Find the line with "queue; standalone shards" in the entries below, then reproduce it and every line after it down to and including the line with "not be encoded", exactly.

• Data listing
Segment Open
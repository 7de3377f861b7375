//! Handshake gate
//!
//! A shard asks the gate before every Identify. In a clustered deployment the gate is
//! the worker's IPC agent, which forwards the request to the parent's concurrency-group
//! queue; standalone shards use [`ImmediateGate`] or [`SpacedGate`].

use async_trait::async_trait;
use std::sync::Arc;
use std::time::Duration;
use tokio::sync::oneshot;

use crate::error::GatewayError;
use crate::queue::QueueRegistry;

/// Permission source for new-session handshakes
#[async_trait]
pub trait HandshakeGate: Send + Sync {
    /// Resolve once `shard_id` may send Identify
    async fn acquire(&self, shard_id: u32) -> Result<(), GatewayError>;
}

/// Grants every request at once
#[derive(Debug, Clone, Copy, Default)]
pub struct ImmediateGate;

#[async_trait]
impl HandshakeGate for ImmediateGate {
    async fn acquire(&self, _shard_id: u32) -> Result<(), GatewayError> {
        Ok(())
    }
}

/// In-process gate: one grant per concurrency group every `spacing`
#[derive(Debug)]
pub struct SpacedGate {
    queues: Arc<QueueRegistry<u32>>,
    max_concurrency: u32,
    spacing: Duration,
}

impl SpacedGate {
    pub fn new(max_concurrency: u32, spacing: Duration) -> Self {
        Self {
            queues: QueueRegistry::new(spacing.saturating_mul(2)),
            max_concurrency: max_concurrency.max(1),
            spacing,
        }
    }
}

#[async_trait]
impl HandshakeGate for SpacedGate {
    async fn acquire(&self, shard_id: u32) -> Result<(), GatewayError> {
        let group = shard_id % self.max_concurrency;
        let (tx, rx) = oneshot::channel();
        let queues = Arc::clone(&self.queues);
        let spacing = self.spacing;

        self.queues.enqueue(
            &group,
            Box::pin(async move {
                if tx.send(()).is_ok() {
                    queues.lock(&group, spacing);
                }
            }),
            false,
        );

        rx.await
            .map_err(|_| GatewayError::HandshakeDenied("gate dropped".to_string()))
    }
}
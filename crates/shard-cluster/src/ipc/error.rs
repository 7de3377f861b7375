//! IPC error types

use thiserror::Error;

use super::IpcOp;

/// IPC error types
#[derive(Debug, Clone, Error)]
pub enum IpcError {
    /// Message could not be encoded
    #[error("Serialization error: {0}")]
    Serialization(String),

    /// Line was not a valid message
    #[error("Deserialization error: {0}")]
    Deserialization(String),

    /// Underlying pipe failed
    #[error("IO error: {0}")]
    Io(String),

    /// The other end is gone
    #[error("Connection closed")]
    ConnectionClosed,

    /// `data` did not match the shape expected for `op`
    #[error("Unexpected {op} payload: {reason}")]
    UnexpectedPayload { op: IpcOp, reason: String },
}

impl From<std::io::Error> for IpcError {
    fn from(err: std::io::Error) -> Self {
        Self::Io(err.to_string())
    }
}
Segment Closed
• Result of this task
//! queue; standalone shards use [`ImmediateGate`] or [`SpacedGate`].

use async_trait::async_trait;
use std::sync::Arc;
use std::time::Duration;
use tokio::sync::oneshot;

use crate::error::GatewayError;
use crate::queue::QueueRegistry;

/// Permission source for new-session handshakes
#[async_trait]
pub trait HandshakeGate: Send + Sync {
    /// Resolve once `shard_id` may send Identify
    async fn acquire(&self, shard_id: u32) -> Result<(), GatewayError>;
}

/// Grants every request at once
#[derive(Debug, Clone, Copy, Default)]
pub struct ImmediateGate;

#[async_trait]
impl HandshakeGate for ImmediateGate {
    async fn acquire(&self, _shard_id: u32) -> Result<(), GatewayError> {
        Ok(())
    }
}

/// In-process gate: one grant per concurrency group every `spacing`
#[derive(Debug)]
pub struct SpacedGate {
    queues: Arc<QueueRegistry<u32>>,
    max_concurrency: u32,
    spacing: Duration,
}

impl SpacedGate {
    pub fn new(max_concurrency: u32, spacing: Duration) -> Self {
        Self {
            queues: QueueRegistry::new(spacing.saturating_mul(2)),
            max_concurrency: max_concurrency.max(1),
            spacing,
        }
    }
}

#[async_trait]
impl HandshakeGate for SpacedGate {
    async fn acquire(&self, shard_id: u32) -> Result<(), GatewayError> {
        let group = shard_id % self.max_concurrency;
        let (tx, rx) = oneshot::channel();
        let queues = Arc::clone(&self.queues);
        let spacing = self.spacing;

        self.queues.enqueue(
            &group,
            Box::pin(async move {
                if tx.send(()).is_ok() {
                    queues.lock(&group, spacing);
                }
            }),
            false,
        );

        rx.await
            .map_err(|_| GatewayError::HandshakeDenied("gate dropped".to_string()))
    }
}
filename crates/shard-cluster/src/ipc/error.rs
repository 7de3377f861b7375
//! IPC error types

use thiserror::Error;

use super::IpcOp;

/// IPC error types
#[derive(Debug, Clone, Error)]
pub enum IpcError {
    /// Message could not be encoded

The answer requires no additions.